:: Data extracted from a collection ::
=-=-=-=-=
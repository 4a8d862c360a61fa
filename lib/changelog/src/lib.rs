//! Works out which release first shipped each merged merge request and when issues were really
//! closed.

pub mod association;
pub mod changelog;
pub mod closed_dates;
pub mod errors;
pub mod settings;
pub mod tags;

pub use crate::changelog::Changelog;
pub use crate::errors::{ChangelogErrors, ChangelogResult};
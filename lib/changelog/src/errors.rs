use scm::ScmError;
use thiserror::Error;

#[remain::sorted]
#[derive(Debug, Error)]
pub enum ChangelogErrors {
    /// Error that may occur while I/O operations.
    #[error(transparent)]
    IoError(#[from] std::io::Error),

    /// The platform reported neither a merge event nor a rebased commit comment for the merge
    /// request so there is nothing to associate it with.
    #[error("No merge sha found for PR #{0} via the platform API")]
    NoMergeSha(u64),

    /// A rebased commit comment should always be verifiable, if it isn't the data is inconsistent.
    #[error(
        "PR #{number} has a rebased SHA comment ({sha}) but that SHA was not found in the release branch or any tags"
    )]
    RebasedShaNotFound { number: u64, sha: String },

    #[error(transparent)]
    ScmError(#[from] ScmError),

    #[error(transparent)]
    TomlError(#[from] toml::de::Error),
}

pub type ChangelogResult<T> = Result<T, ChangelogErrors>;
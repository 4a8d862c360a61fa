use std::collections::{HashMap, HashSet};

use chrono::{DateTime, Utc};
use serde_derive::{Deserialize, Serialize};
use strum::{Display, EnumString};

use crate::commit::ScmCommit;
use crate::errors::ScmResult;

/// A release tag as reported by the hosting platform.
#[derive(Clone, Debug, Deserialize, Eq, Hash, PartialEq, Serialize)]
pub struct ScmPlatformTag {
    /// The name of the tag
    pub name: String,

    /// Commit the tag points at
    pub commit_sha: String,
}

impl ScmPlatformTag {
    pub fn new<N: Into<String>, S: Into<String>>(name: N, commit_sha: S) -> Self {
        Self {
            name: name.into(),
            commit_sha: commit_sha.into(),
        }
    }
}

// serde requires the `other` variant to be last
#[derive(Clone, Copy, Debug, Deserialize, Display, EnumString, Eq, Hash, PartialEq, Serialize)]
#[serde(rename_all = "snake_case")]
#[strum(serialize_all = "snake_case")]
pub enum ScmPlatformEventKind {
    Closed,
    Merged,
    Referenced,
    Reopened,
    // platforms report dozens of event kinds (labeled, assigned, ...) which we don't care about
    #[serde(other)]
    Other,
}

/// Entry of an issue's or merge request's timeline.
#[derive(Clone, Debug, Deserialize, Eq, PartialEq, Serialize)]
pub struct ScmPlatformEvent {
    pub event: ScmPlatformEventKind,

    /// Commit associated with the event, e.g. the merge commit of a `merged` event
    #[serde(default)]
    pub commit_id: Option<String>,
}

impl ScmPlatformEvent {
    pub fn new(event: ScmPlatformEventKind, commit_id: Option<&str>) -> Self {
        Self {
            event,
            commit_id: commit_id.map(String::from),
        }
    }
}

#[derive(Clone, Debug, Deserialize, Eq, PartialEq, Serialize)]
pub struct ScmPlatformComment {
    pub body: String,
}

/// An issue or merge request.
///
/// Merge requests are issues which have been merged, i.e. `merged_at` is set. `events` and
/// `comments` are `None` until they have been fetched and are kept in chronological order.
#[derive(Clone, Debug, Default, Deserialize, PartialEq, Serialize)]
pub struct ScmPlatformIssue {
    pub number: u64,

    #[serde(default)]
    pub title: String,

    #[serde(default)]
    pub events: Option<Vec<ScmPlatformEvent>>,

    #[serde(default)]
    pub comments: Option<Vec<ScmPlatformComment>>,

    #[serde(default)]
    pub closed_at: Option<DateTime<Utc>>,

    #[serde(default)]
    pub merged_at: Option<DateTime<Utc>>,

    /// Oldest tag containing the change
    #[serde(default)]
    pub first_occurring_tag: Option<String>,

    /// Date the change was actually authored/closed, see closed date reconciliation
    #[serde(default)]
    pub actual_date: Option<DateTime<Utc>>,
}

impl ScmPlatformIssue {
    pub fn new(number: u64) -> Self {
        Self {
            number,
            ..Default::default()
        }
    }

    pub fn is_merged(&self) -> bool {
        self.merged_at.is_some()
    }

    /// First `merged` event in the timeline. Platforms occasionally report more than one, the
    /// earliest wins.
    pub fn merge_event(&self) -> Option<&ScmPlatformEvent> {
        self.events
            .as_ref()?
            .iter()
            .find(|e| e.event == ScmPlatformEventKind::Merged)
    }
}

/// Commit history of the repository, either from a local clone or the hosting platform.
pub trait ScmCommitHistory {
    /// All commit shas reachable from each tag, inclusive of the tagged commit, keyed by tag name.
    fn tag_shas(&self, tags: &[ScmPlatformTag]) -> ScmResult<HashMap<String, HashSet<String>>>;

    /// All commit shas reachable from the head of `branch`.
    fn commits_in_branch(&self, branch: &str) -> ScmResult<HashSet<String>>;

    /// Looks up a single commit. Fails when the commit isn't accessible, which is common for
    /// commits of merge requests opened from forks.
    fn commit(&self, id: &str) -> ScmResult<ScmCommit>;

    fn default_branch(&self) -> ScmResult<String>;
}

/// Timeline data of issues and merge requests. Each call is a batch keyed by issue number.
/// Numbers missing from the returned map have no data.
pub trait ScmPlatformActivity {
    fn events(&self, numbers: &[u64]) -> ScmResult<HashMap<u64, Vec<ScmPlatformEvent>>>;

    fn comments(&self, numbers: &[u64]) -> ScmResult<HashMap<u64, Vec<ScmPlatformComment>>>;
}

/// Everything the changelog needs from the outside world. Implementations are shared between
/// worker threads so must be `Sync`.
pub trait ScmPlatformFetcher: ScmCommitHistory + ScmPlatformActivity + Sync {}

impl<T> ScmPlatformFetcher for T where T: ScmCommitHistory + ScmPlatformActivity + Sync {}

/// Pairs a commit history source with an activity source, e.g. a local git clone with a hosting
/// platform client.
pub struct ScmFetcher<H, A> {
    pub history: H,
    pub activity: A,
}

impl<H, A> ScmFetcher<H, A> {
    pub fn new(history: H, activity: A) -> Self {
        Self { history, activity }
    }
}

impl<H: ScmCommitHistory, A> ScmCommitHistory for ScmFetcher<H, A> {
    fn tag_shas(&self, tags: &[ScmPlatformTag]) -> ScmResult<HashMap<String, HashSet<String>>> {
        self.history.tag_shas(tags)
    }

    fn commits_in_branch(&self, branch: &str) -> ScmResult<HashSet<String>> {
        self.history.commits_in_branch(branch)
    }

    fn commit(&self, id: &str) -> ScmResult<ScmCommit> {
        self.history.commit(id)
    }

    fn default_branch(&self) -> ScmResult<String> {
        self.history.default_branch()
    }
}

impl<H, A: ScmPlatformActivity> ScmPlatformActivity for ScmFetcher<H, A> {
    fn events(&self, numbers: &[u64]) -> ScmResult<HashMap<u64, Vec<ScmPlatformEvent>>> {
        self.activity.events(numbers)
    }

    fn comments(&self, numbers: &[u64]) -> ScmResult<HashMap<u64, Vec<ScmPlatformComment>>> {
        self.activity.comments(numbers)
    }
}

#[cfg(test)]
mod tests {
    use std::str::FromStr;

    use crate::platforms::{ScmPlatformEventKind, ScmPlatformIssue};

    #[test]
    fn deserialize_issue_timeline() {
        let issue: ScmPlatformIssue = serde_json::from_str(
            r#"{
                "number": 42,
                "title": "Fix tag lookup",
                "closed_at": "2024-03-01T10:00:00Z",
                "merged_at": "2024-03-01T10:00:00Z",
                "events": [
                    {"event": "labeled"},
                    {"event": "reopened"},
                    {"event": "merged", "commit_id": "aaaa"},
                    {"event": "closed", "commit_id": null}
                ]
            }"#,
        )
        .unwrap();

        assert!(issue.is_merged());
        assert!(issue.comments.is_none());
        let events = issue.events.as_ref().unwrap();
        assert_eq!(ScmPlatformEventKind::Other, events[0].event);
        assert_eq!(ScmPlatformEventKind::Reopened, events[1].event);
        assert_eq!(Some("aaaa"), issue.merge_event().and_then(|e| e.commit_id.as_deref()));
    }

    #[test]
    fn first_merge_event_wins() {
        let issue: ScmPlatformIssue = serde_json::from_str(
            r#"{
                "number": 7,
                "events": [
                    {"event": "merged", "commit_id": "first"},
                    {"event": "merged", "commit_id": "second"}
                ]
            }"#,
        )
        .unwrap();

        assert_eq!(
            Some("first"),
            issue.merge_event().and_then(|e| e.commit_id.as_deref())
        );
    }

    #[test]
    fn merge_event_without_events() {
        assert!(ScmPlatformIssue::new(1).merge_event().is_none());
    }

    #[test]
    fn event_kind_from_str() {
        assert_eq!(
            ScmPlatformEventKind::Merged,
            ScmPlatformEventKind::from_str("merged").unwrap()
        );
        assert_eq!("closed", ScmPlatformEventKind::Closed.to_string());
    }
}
=-=-=-=-=
:: Work instructions ::
Every line holding the word "Display" should be copied out of the records above.

:: Finished task ::
use strum::{Display, EnumString};
#[derive(Clone, Copy, Debug, Deserialize, Display, EnumString, Eq, Hash, PartialEq, Serialize)]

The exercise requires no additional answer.